■ Task
Starting at the line that contains "call is issued." and ending at the line that contains "the peer sends", the lines below are to be given again exactly, with nothing added.

***** Exercise data *****

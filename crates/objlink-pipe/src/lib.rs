// Copyright (c) 2024-2026 Martin Schröder <info@swedishembedded.com>
//
// SPDX-License-Identifier: Apache-2.0
//!
//! `objlink-pipe` — an in-process duplex transport for the objlink runtime.
//!
//! [`pair`] returns two connected endpoints; hand one to each
//! [`objlink::Session`]. The pipe owns everything below the runtime's two
//! primitives: the request/reply envelope, correlation sequence numbers, the
//! `{kind, message}` error envelope, and connection teardown.
//!
//! # Envelope
//!
//! ```text
//! A ──► Request {seq, verb, payload} ──► B   (handler spawned per request)
//! A ◄──      Ok {seq, payload}      ◄── B
//! A ◄──     Err {seq, error}        ◄── B
//! ```
//!
//! Requests issued by one peer are delivered to the other peer's handlers
//! in program order; handlers run as their own tasks, so a handler that
//! issues nested calls (class descriptions during reply marshaling) never
//! wedges the pump. One-way verbs ([`Verb::expects_reply`] is false, i.e.
//! `del`) get no reply frame at all: `call_remote` resolves as soon as the
//! frame is accepted, and handler errors are logged on the receiving side.
//! When an endpoint goes away, every outstanding call on the surviving side
//! rejects with `ConnectionLost`, and later calls reject immediately.

use std::collections::HashMap;
use std::sync::atomic::{AtomicBool, AtomicU64, Ordering};
use std::sync::{Arc, Mutex, RwLock};

use async_trait::async_trait;
use serde::{Deserialize, Serialize};
use tokio::sync::mpsc::{self, UnboundedReceiver, UnboundedSender, WeakUnboundedSender};
use tokio::sync::oneshot;
use tracing::{debug, trace, warn};

use objlink::{Payload, Result, RpcError, Transport, Verb, VerbHandler};
use objlink_wire::ErrorEnvelope;

/// One frame on the pipe. Serde-derived so the same envelope can be framed
/// onto a byte transport unchanged.
#[derive(Debug, Serialize, Deserialize)]
#[serde(tag = "type", rename_all = "snake_case")]
enum Frame {
    Request {
        seq: u64,
        verb: Verb,
        payload: Payload,
    },
    Ok {
        seq: u64,
        payload: Payload,
    },
    Err {
        seq: u64,
        error: ErrorEnvelope,
    },
}

struct Shared {
    pending: Mutex<HashMap<u64, oneshot::Sender<Result<Payload>>>>,
    handlers: RwLock<HashMap<Verb, VerbHandler>>,
    next_seq: AtomicU64,
    closed: AtomicBool,
}

impl Shared {
    fn new() -> Arc<Self> {
        Arc::new(Self {
            pending: Mutex::new(HashMap::new()),
            handlers: RwLock::new(HashMap::new()),
            next_seq: AtomicU64::new(1),
            closed: AtomicBool::new(false),
        })
    }

    fn fail_outstanding(&self) {
        self.closed.store(true, Ordering::SeqCst);
        let pending = std::mem::take(&mut *self.pending.lock().expect("pending poisoned"));
        if !pending.is_empty() {
            debug!(count = pending.len(), "rejecting outstanding calls");
        }
        for (_, tx) in pending {
            let _ = tx.send(Err(RpcError::ConnectionLost));
        }
    }
}

/// One endpoint of an in-process pipe.
pub struct PipeTransport {
    outbound: UnboundedSender<Frame>,
    shared: Arc<Shared>,
}

/// Create a connected pair of endpoints and spawn their pump tasks. Must be
/// called inside a tokio runtime.
pub fn pair() -> (Arc<PipeTransport>, Arc<PipeTransport>) {
    let (tx_ab, rx_ab) = mpsc::unbounded_channel();
    let (tx_ba, rx_ba) = mpsc::unbounded_channel();

    let a = Arc::new(PipeTransport {
        outbound: tx_ab.clone(),
        shared: Shared::new(),
    });
    let b = Arc::new(PipeTransport {
        outbound: tx_ba.clone(),
        shared: Shared::new(),
    });

    // Each pump holds only a weak reply sender: the channel closes when the
    // owning endpoint is dropped, which is what ends the peer's pump.
    tokio::spawn(pump(a.shared.clone(), rx_ba, tx_ab.downgrade()));
    tokio::spawn(pump(b.shared.clone(), rx_ab, tx_ba.downgrade()));

    (a, b)
}

/// Drain frames from the peer until the channel closes.
async fn pump(
    shared: Arc<Shared>,
    mut incoming: UnboundedReceiver<Frame>,
    reply_tx: WeakUnboundedSender<Frame>,
) {
    while let Some(frame) = incoming.recv().await {
        match frame {
            Frame::Request { seq, verb, payload } => {
                trace!(seq, %verb, "request");
                let fut = {
                    let handlers = shared.handlers.read().expect("handlers poisoned");
                    handlers.get(&verb).map(|h| h(payload))
                };
                let reply_tx = reply_tx.clone();
                tokio::spawn(async move {
                    let result = match fut {
                        Some(fut) => fut.await,
                        None => Err(RpcError::Protocol(format!("no handler for {verb}"))),
                    };
                    // One-way verbs get no reply frame; there is nobody
                    // waiting on the other side.
                    if !verb.expects_reply() {
                        if let Err(e) = result {
                            debug!(%verb, error = %e, "one-way verb handler failed");
                        }
                        return;
                    }
                    let frame = match result {
                        Ok(payload) => Frame::Ok { seq, payload },
                        Err(e) => Frame::Err {
                            seq,
                            error: e.to_envelope(),
                        },
                    };
                    if let Some(tx) = reply_tx.upgrade() {
                        let _ = tx.send(frame);
                    }
                });
            }
            Frame::Ok { seq, payload } => {
                complete(&shared, seq, Ok(payload));
            }
            Frame::Err { seq, error } => {
                complete(&shared, seq, Err(RpcError::from_envelope(error)));
            }
        }
    }
    debug!("pipe closed");
    shared.fail_outstanding();
}

fn complete(shared: &Shared, seq: u64, result: Result<Payload>) {
    let tx = shared
        .pending
        .lock()
        .expect("pending poisoned")
        .remove(&seq);
    match tx {
        Some(tx) => {
            let _ = tx.send(result);
        }
        None => warn!(seq, "reply for unknown correlation seq"),
    }
}

#[async_trait]
impl Transport for PipeTransport {
    fn register_incoming_call(&self, verb: Verb, handler: VerbHandler) {
        self.shared
            .handlers
            .write()
            .expect("handlers poisoned")
            .insert(verb, handler);
    }

    async fn call_remote(&self, verb: Verb, payload: Payload) -> Result<Payload> {
        if self.shared.closed.load(Ordering::SeqCst) {
            return Err(RpcError::ConnectionLost);
        }
        let seq = self.shared.next_seq.fetch_add(1, Ordering::Relaxed);

        // Fire-and-forget: the frame is delivered, no reply is awaited.
        if !verb.expects_reply() {
            return match self.outbound.send(Frame::Request { seq, verb, payload }) {
                Ok(()) => Ok(Payload::Null),
                Err(_) => Err(RpcError::ConnectionLost),
            };
        }

        let (tx, rx) = oneshot::channel();
        self.shared
            .pending
            .lock()
            .expect("pending poisoned")
            .insert(seq, tx);

        // The pump may have failed outstanding calls between the check above
        // and the insert; re-check so the entry cannot be stranded.
        if self.shared.closed.load(Ordering::SeqCst) {
            self.shared
                .pending
                .lock()
                .expect("pending poisoned")
                .remove(&seq);
            return Err(RpcError::ConnectionLost);
        }

        if self
            .outbound
            .send(Frame::Request {
                seq,
                verb,
                payload,
            })
            .is_err()
        {
            self.shared
                .pending
                .lock()
                .expect("pending poisoned")
                .remove(&seq);
            return Err(RpcError::ConnectionLost);
        }

        match rx.await {
            Ok(result) => result,
            Err(_) => Err(RpcError::ConnectionLost),
        }
    }
}
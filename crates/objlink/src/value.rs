// Copyright (c) 2024-2026 Martin Schröder <info@swedishembedded.com>
//
// SPDX-License-Identifier: Apache-2.0
//!
//! The in-memory value model the runtime marshals.
//!
//! There are three identity regimes, distinguished at the type level:
//!
//! - **data** (`Null`/`Bool`/`Number`/`String`/`List`/`Record`) — owned,
//!   compared structurally, copied across the wire by value;
//! - **local handles** (`Object`/`Function`) — `Arc`-backed, compared by
//!   pointer, marshaled by reference so the peer sees a stable identity;
//! - **stubs** (`Stub`) — proxies for peer-owned objects, marshaled back to
//!   the peer as a reference to the original.
//!
//! Plain records are ordinary owned maps, so record cycles cannot be built
//! at all; object graphs may contain cycles through `Arc` handles.

use std::collections::BTreeMap;
use std::fmt;
use std::sync::Arc;

use crate::object::{LocalFunction, LocalObject};
use crate::stub::Stub;

/// A by-value field bag. `BTreeMap` keeps field order deterministic on the
/// wire.
pub type Record = BTreeMap<String, Value>;

/// A value the runtime can hold, pass to methods, and marshal.
#[derive(Clone)]
pub enum Value {
    Null,
    Bool(bool),
    Number(f64),
    String(String),
    List(Vec<Value>),
    Record(Record),
    Object(Arc<LocalObject>),
    Function(Arc<LocalFunction>),
    Stub(Stub),
}

impl Value {
    pub fn record(entries: impl IntoIterator<Item = (&'static str, Value)>) -> Value {
        Value::Record(
            entries
                .into_iter()
                .map(|(k, v)| (k.to_string(), v))
                .collect(),
        )
    }

    pub fn list(items: impl IntoIterator<Item = Value>) -> Value {
        Value::List(items.into_iter().collect())
    }

    pub fn is_null(&self) -> bool {
        matches!(self, Value::Null)
    }

    pub fn as_bool(&self) -> Option<bool> {
        match self {
            Value::Bool(b) => Some(*b),
            _ => None,
        }
    }

    pub fn as_f64(&self) -> Option<f64> {
        match self {
            Value::Number(n) => Some(*n),
            _ => None,
        }
    }

    pub fn as_str(&self) -> Option<&str> {
        match self {
            Value::String(s) => Some(s),
            _ => None,
        }
    }

    pub fn as_list(&self) -> Option<&[Value]> {
        match self {
            Value::List(items) => Some(items),
            _ => None,
        }
    }

    pub fn as_record(&self) -> Option<&Record> {
        match self {
            Value::Record(map) => Some(map),
            _ => None,
        }
    }

    pub fn as_object(&self) -> Option<&Arc<LocalObject>> {
        match self {
            Value::Object(obj) => Some(obj),
            _ => None,
        }
    }

    pub fn as_function(&self) -> Option<&Arc<LocalFunction>> {
        match self {
            Value::Function(f) => Some(f),
            _ => None,
        }
    }

    pub fn as_stub(&self) -> Option<&Stub> {
        match self {
            Value::Stub(stub) => Some(stub),
            _ => None,
        }
    }

    /// Pointer identity for handle values; `false` for data values even when
    /// structurally equal.
    pub fn same_identity(&self, other: &Value) -> bool {
        match (self, other) {
            (Value::Object(a), Value::Object(b)) => Arc::ptr_eq(a, b),
            (Value::Function(a), Value::Function(b)) => Arc::ptr_eq(a, b),
            (Value::Stub(a), Value::Stub(b)) => a.same_stub(b),
            _ => false,
        }
    }
}

impl PartialEq for Value {
    fn eq(&self, other: &Value) -> bool {
        match (self, other) {
            (Value::Null, Value::Null) => true,
            (Value::Bool(a), Value::Bool(b)) => a == b,
            (Value::Number(a), Value::Number(b)) => a == b,
            (Value::String(a), Value::String(b)) => a == b,
            (Value::List(a), Value::List(b)) => a == b,
            (Value::Record(a), Value::Record(b)) => a == b,
            (Value::Object(a), Value::Object(b)) => Arc::ptr_eq(a, b),
            (Value::Function(a), Value::Function(b)) => Arc::ptr_eq(a, b),
            (Value::Stub(a), Value::Stub(b)) => a.same_stub(b),
            _ => false,
        }
    }
}

impl fmt::Debug for Value {
    fn fmt(&self, f: &mut fmt::Formatter<'_>) -> fmt::Result {
        match self {
            Value::Null => f.write_str("Null"),
            Value::Bool(b) => write!(f, "Bool({b})"),
            Value::Number(n) => write!(f, "Number({n})"),
            Value::String(s) => write!(f, "String({s:?})"),
            Value::List(items) => f.debug_tuple("List").field(items).finish(),
            Value::Record(map) => f.debug_tuple("Record").field(map).finish(),
            Value::Object(obj) => write!(f, "Object({})", obj.class().name()),
            Value::Function(_) => f.write_str("Function"),
            Value::Stub(stub) => write!(f, "Stub({})", stub.id()),
        }
    }
}

impl From<bool> for Value {
    fn from(b: bool) -> Self {
        Value::Bool(b)
    }
}

impl From<f64> for Value {
    fn from(n: f64) -> Self {
        Value::Number(n)
    }
}

impl From<i64> for Value {
    fn from(n: i64) -> Self {
        Value::Number(n as f64)
    }
}

impl From<&str> for Value {
    fn from(s: &str) -> Self {
        Value::String(s.to_string())
    }
}

impl From<String> for Value {
    fn from(s: String) -> Self {
        Value::String(s)
    }
}
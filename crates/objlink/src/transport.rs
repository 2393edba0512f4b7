// Copyright (c) 2024-2026 Martin Schröder <info@swedishembedded.com>
//
// SPDX-License-Identifier: Apache-2.0
//!
//! The transport contract — the only two primitives the runtime needs.
//!
//! A binding owns everything beneath them: envelope framing, correlation
//! ids, the error-envelope encoding, and connection lifecycle. The runtime
//! requires request/reply semantics per call and program-order delivery of
//! requests issued by one peer; replies may arrive in any order. A handler
//! that returns an error must surface on the calling side as the rejection
//! of that call.

use async_trait::async_trait;
use futures::future::BoxFuture;
use objlink_wire::Verb;

use crate::error::Result;

/// Verb payloads travel as JSON values; the runtime owns their schemas.
pub type Payload = serde_json::Value;

/// An installed verb handler. Handlers may issue nested outbound calls, so
/// transports must not block their receive loop on a running handler.
pub type VerbHandler = Box<dyn Fn(Payload) -> BoxFuture<'static, Result<Payload>> + Send + Sync>;

#[async_trait]
pub trait Transport: Send + Sync + 'static {
    /// Install the handler for an inbound verb. Called once per verb during
    /// session start, before any call is issued.
    fn register_incoming_call(&self, verb: Verb, handler: VerbHandler);

    /// Send an outbound verb and await the peer's reply. Rejects with the
    /// peer's error, or with `ConnectionLost` when the channel is gone.
    ///
    /// For one-way verbs (`Verb::expects_reply()` is false) the peer sends
    /// no reply: the call resolves with a null payload once the frame has
    /// been accepted for delivery.
    async fn call_remote(&self, verb: Verb, payload: Payload) -> Result<Payload>;
}
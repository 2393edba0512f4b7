//! Transport-contract tests for the in-process pipe: correlation, error
//! propagation, nested calls, and disconnect behavior.

use std::sync::Arc;
use std::time::Duration;

use objlink::{Payload, RpcError, Transport, Verb, VerbHandler};
use objlink_pipe::pair;
use serde_json::json;

fn echo_handler() -> VerbHandler {
    Box::new(|payload: Payload| Box::pin(async move { Ok(payload) }))
}

#[tokio::test]
async fn request_reply_round_trip() {
    let (a, b) = pair();
    b.register_incoming_call(Verb::Func, echo_handler());

    let reply = a
        .call_remote(Verb::Func, json!({"hello": "world"}))
        .await
        .unwrap();
    assert_eq!(reply, json!({"hello": "world"}));
}

#[tokio::test]
async fn replies_correlate_out_of_order() {
    let (a, b) = pair();
    // Delay replies by the requested number of milliseconds, so the first
    // request finishes last.
    b.register_incoming_call(
        Verb::Func,
        Box::new(|payload: Payload| {
            Box::pin(async move {
                let ms = payload["delay_ms"].as_u64().unwrap_or(0);
                tokio::time::sleep(Duration::from_millis(ms)).await;
                Ok(payload)
            })
        }),
    );

    let slow = a.call_remote(Verb::Func, json!({"delay_ms": 80, "tag": "slow"}));
    let fast = a.call_remote(Verb::Func, json!({"delay_ms": 0, "tag": "fast"}));
    let (slow, fast) = tokio::join!(slow, fast);
    assert_eq!(slow.unwrap()["tag"], "slow");
    assert_eq!(fast.unwrap()["tag"], "fast");
}

#[tokio::test]
async fn handler_errors_reject_the_call() {
    let (a, b) = pair();
    b.register_incoming_call(
        Verb::Get,
        Box::new(|_payload| Box::pin(async { Err(RpcError::user("no such owner")) })),
    );

    let err = a.call_remote(Verb::Get, Payload::Null).await.unwrap_err();
    assert_eq!(err, RpcError::User("no such owner".into()));
}

#[tokio::test]
async fn missing_handler_is_a_protocol_error() {
    let (a, _b) = pair();
    let err = a.call_remote(Verb::Iter, Payload::Null).await.unwrap_err();
    assert!(matches!(err, RpcError::Protocol(_)), "got {err:?}");
}

#[tokio::test]
async fn nested_calls_do_not_wedge_the_pump() {
    let (a, b) = pair();
    let b2 = Arc::clone(&b);

    // A answers `get`; B's `func` handler calls back into A before replying.
    a.register_incoming_call(
        Verb::Get,
        Box::new(|_payload| Box::pin(async { Ok(json!("from-a")) })),
    );
    b.register_incoming_call(
        Verb::Func,
        Box::new(move |_payload| {
            let b = Arc::clone(&b2);
            Box::pin(async move {
                let nested = b.call_remote(Verb::Get, Payload::Null).await?;
                Ok(json!({"nested": nested}))
            })
        }),
    );

    let reply = a.call_remote(Verb::Func, Payload::Null).await.unwrap();
    assert_eq!(reply, json!({"nested": "from-a"}));
}

#[tokio::test]
async fn del_is_delivered_without_a_reply_round_trip() {
    let (a, b) = pair();
    let received = Arc::new(std::sync::Mutex::new(Vec::new()));
    let sink = Arc::clone(&received);
    b.register_incoming_call(
        Verb::Del,
        Box::new(move |payload: Payload| {
            sink.lock().unwrap().push(payload);
            Box::pin(async { Ok(Payload::Null) })
        }),
    );

    let reply = a
        .call_remote(Verb::Del, json!({"idRemote": "9"}))
        .await
        .unwrap();
    assert_eq!(reply, Payload::Null, "one-way calls resolve with null");

    tokio::time::sleep(Duration::from_millis(20)).await;
    assert_eq!(*received.lock().unwrap(), vec![json!({"idRemote": "9"})]);
}

#[tokio::test]
async fn del_resolves_even_when_the_handler_stalls() {
    let (a, b) = pair();
    b.register_incoming_call(
        Verb::Del,
        Box::new(|_payload| Box::pin(futures::future::pending())),
    );

    // No reply is awaited, so a stalled handler cannot block the sender.
    let reply = tokio::time::timeout(
        Duration::from_millis(100),
        a.call_remote(Verb::Del, Payload::Null),
    )
    .await
    .expect("one-way call must not wait for the handler")
    .unwrap();
    assert_eq!(reply, Payload::Null);
}

#[tokio::test]
async fn peer_drop_rejects_outstanding_and_later_calls() {
    let (a, b) = pair();
    // A handler that never completes keeps the call outstanding.
    b.register_incoming_call(
        Verb::Func,
        Box::new(|_payload| Box::pin(futures::future::pending())),
    );

    let a2 = Arc::clone(&a);
    let outstanding =
        tokio::spawn(async move { a2.call_remote(Verb::Func, Payload::Null).await });

    // Let the request reach the peer, then tear the peer down.
    tokio::time::sleep(Duration::from_millis(20)).await;
    drop(b);

    let err = outstanding.await.unwrap().unwrap_err();
    assert_eq!(err, RpcError::ConnectionLost);

    // The endpoint is now closed: later calls reject without waiting.
    let err = a.call_remote(Verb::Get, Payload::Null).await.unwrap_err();
    assert_eq!(err, RpcError::ConnectionLost);
}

*****

■ Response to this task
    /// session start, before any call is issued.
    fn register_incoming_call(&self, verb: Verb, handler: VerbHandler);

    /// Send an outbound verb and await the peer's reply. Rejects with the
    /// peer's error, or with `ConnectionLost` when the channel is gone.
    ///
    /// For one-way verbs (`Verb::expects_reply()` is false) the peer sends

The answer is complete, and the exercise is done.